BACKGROUND OF THE INVENTION

The present invention relates to a counterweight handling system for load handling equipment, and more particularly to a counterweight handling system for ring-supported lift cranes.

Efforts to increase the lift capacity of cranes without requiring extensive modification of the basic crane components led to the development of an auxiliary support for cranes as disclosed in U.S. Pat. No. 3,485,383. This invention used an annular circular support, often called a ring, on which the load handling boom and counterweight were both supported on rollers. The basic crane upper works and lower works fit within the ring and the lower works was connected thereto. The upper works was rigidly connected to the boom and counterweight so that as the upper works swung with respect to the lower works, the boom and counterweight traveled around the ring. In this way a basic crane could be outfitted to handle larger lifts because the distance between the pivot point of the boom and the counterweight was increased and, since the counterweight was not carried on the upper works, larger amounts of counterweight could be used without modification of the upper works and its ring gear connection to the lower works.

Numerous other crane designs have taken advantage of the ring support system. For example, see U.S. Pat. Nos. 4,483,448; 4,196,816; 4,387,814; and 4,446,976. Cranes built by the Manitowoc Company, Inc. that use this system use the trademark RINGER, and such cranes are often referred to as RINGER cranes.

The ring allows the crane to swing when it is in position at a job site, and thus pick up a load and move it to its placement position. To move a ring-supported lift crane from one lift site to a second lift site, however, requires removing the counterweight from off of the support ring. If the second site is near to the first site, conventional crawler type tracks on the lower works are used to move the crane, with the ring attached, to the second lift site.

Because most cranes are moved between construction jobs, the cranes are designed to be transported, which means that they are made of components that meet weight limits imposed on highway transportation. Thus, typically the counterweight is made of numerous counterweight units. For example, a crane having removable counterweights with a total weight of 1,144,000 pounds could use 26 counterweight units or boxes of 44,000 pounds each, which is a convenient weight for an assist crane and is the maximum allowable transport weight for many highways.

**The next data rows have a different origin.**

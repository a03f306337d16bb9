//! Lockfile codec.
//!
//! Line-based, tab-separated: a `format\t<N>` header followed by one record
//! per package (`<s|c>\t<path>\t<url>\t<version>\t<original_version>`).
//! Records are written sorted by path so a stable resolved set produces a
//! byte-identical file. Reads tolerate any whitespace separation.

use std::path::PathBuf;

use crate::resolver::packages::{FetchStrategy, Package};

/// Version of the lockfile format.
pub const LOCKFILE_FORMAT: i64 = 1;

/// Parse a lockfile. A different format version yields the empty list.
pub fn read(input: &str) -> Vec<Package> {
    let mut tokens = input.split_whitespace();

    let _label = tokens.next();
    let format: i64 = tokens.next().and_then(|t| t.parse().ok()).unwrap_or(0);
    if format != LOCKFILE_FORMAT {
        tracing::warn!("unsupported resolved format: {format}");
        return Vec::new();
    }

    let mut packages = Vec::new();
    loop {
        let Some(strategy) = tokens.next().and_then(parse_strategy) else {
            break;
        };
        let (Some(path), Some(url), Some(version), Some(original_version)) =
            (tokens.next(), tokens.next(), tokens.next(), tokens.next())
        else {
            break;
        };

        packages.push(Package {
            strategy,
            path: PathBuf::from(path),
            url: url.to_string(),
            version: version.to_string(),
            original_version: original_version.to_string(),
        });
    }

    packages
}

/// Serialize packages sorted ascending by path.
pub fn write(packages: &[Package]) -> String {
    let mut sorted_packages = packages.to_vec();
    sorted_packages.sort_by(|pkg1, pkg2| pkg1.path.cmp(&pkg2.path));

    let mut out = format!("format\t{LOCKFILE_FORMAT}\n");
    for pkg in &sorted_packages {
        out.push_str(&format!(
            "{}\t{}\t{}\t{}\t{}\n",
            strategy_char(pkg.strategy),
            pkg.path.display(),
            pkg.url,
            pkg.version,
            pkg.original_version,
        ));
    }

    out
}

fn strategy_char(strategy: FetchStrategy) -> char {
    match strategy {
        FetchStrategy::Submodule => 's',
        FetchStrategy::Clone => 'c',
    }
}

fn parse_strategy(token: &str) -> Option<FetchStrategy> {
    match token {
        "s" => Some(FetchStrategy::Submodule),
        "c" => Some(FetchStrategy::Clone),
        _ => None,
    }
}
#[cfg(test)]
mod tests {
    use super::*;

    fn validate_str(text: &str) -> Vec<SchemaError> {
        validate(&Node::parse(text).unwrap())
    }

    #[test]
    fn test_empty_config_misses_project() {
        let errors = validate_str("");
        assert_eq!(errors.len(), 1);
        assert_eq!(errors[0].description(), "/project: node not found");
    }

    #[test]
    fn test_minimal_config_is_valid() {
        assert!(validate_str("project: name").is_empty());
    }

    #[test]
    fn test_project_map_requires_name() {
        let errors = validate_str("project:\n  version: 1\n");
        assert_eq!(errors.len(), 1);
        assert_eq!(
            errors[0].description(),
            "/project: expected value type: project\
             \n\t* failed variant 0:\
             \n\t\t/project: expected value type: string\
             \n\t* failed variant 1:\
             \n\t\t/project.name: node not found"
        );
    }

    #[test]
    fn test_include_requires_paths() {
        let errors = validate_str(
            r#"
            project: name
            includes:
              - parameters:
                  param1: value1
            "#,
        );
        assert_eq!(errors.len(), 1);
        assert_eq!(
            errors[0].description(),
            "/includes.0: expected value type: include\
             \n\t* failed variant 0:\
             \n\t\t/includes.0: expected value type: string\
             \n\t* failed variant 1:\
             \n\t\t/includes.0.paths: node not found"
        );
    }

    #[test]
    fn test_option_requires_description() {
        let errors = validate_str("project: name\noptions:\n  OPTION:\n    default: value\n");
        assert_eq!(errors.len(), 1);
        assert_eq!(
            errors[0].description(),
            "/options.OPTION.description: node not found"
        );
    }

    #[test]
    fn test_template_must_be_target_settings() {
        let errors = validate_str("project: name\ntemplates:\n  template: invalid\n");
        assert_eq!(errors.len(), 1);
        assert_eq!(
            errors[0].description(),
            "/templates.template: expected value type: target_settings"
        );
    }

    #[test]
    fn test_external_package_requires_url() {
        let errors = validate_str("project: name\npackages:\n  - external: package name\n");
        assert_eq!(errors.len(), 1);
        assert_eq!(
            errors[0].description(),
            "/packages.0: expected value type: package\
             \n\t* failed variant 0:\
             \n\t\t/packages.0.url: node not found\
             \n\t* failed variant 1:\
             \n\t\t/packages.0.system: node not found\
             \n\t\t/packages.0.external: undefined node"
        );
    }

    #[test]
    fn test_target_requires_library_or_executable() {
        let errors = validate_str("project: name\ntargets:\n  - invalid\n");
        assert_eq!(errors.len(), 1);
        assert_eq!(
            errors[0].description(),
            "/targets.0: expected value type: target\
             \n\t* failed variant 0:\
             \n\t\t/targets.0.library: node not found\
             \n\t* failed variant 1:\
             \n\t\t/targets.0.executable: node not found"
        );
    }

    #[test]
    fn test_settings_accept_every_form() {
        let errors = validate_str(
            r#"
            project: name
            targets:
              - library: lib
                sources: [ a, b ]
              - library: lib2
                sources:
                  public:
                    configurations:
                      Release: [ c ]
                  private: [ d ]
            "#,
        );
        assert!(errors.is_empty(), "unexpected errors: {errors:?}");
    }

    #[test]
    fn test_wrapped_normal_form_is_accepted() {
        let errors = validate_str(
            r#"
            project: name
            targets:
              - library: lib
                sources:
                  default:
                    global: [ a ]
            "#,
        );
        assert!(errors.is_empty(), "unexpected errors: {errors:?}");
    }

    #[test]
    fn test_replace_attributes_are_ignored() {
        let errors = validate_str(
            r#"
            project: name
            targets:REPLACE:
              - library: lib
                sources:REPLACE: [ a ]
            "#,
        );
        assert!(errors.is_empty(), "unexpected errors: {errors:?}");
    }

    #[test]
    fn test_multiple_errors_accumulate() {
        let errors = validate_str(
            r#"
            project: name
            options:
              OPTION:
                default: value
            templates:
              template: invalid
            "#,
        );
        assert_eq!(errors.len(), 2);
    }
}
//! Implementation of `cgen -u`.

use std::path::{Path, PathBuf};

use anyhow::Result;

use crate::ops::{print_errors, read_project, write_resolved};
use crate::resolver::Fetcher;
use crate::vcs::GitCli;

/// Refetch the given packages (all of them when `paths` is empty) and
/// rewrite the lockfile. Returns false when any run error was recorded.
pub fn update(root: &Path, paths: &[PathBuf]) -> Result<bool> {
    let git = GitCli::new(root);
    let fetcher = Fetcher::new(root, &git);

    let Some(input) = read_project(root, &fetcher)? else {
        return Ok(false);
    };

    let mut errors = Vec::new();
    let mut new_resolved = Vec::new();
    if !input.packages.is_empty() {
        tracing::info!("update packages");
        new_resolved = fetcher.update(&input.packages, paths, &mut errors);
    } else {
        tracing::info!("nothing to update");
    }

    write_resolved(root, &input.resolved, &new_resolved)?;

    print_errors(&errors);
    Ok(errors.is_empty())
}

When it is time to move a ring-supported lift crane from one lift site on a construction job to another site, an assist crane is used to unload counterweight units one at a time and set them aside. Then after the crane and ring had been repositioned, the assist crane makes repeated trips between the sites, moving the individual counterweight units and restacking the counterweight units onto the counterweight carrier of the repositioned crane. While the counterweight moving procedure is time consuming in and of itself, the overall length of time it takes to reposition the ring-supported lift crane is dependent on this procedure because removing the counterweight units must take place before many other steps of preparing the crane for repositioning can occur, and reinstalling the counterweight has to wait until after the reverse of those many steps has taken place. Thus there is a need for an improved counterweight handling system for ring-supported lift cranes.

SUMMARY OF THE INVENTION

An improved counterweight handling system has been invented which allows the counterweight units to be off loaded and reinstalled on the ring and crane assembly while stacked up, thus obviating the need, and associated delay, in removing or reinstalling the counterweight units one at a time.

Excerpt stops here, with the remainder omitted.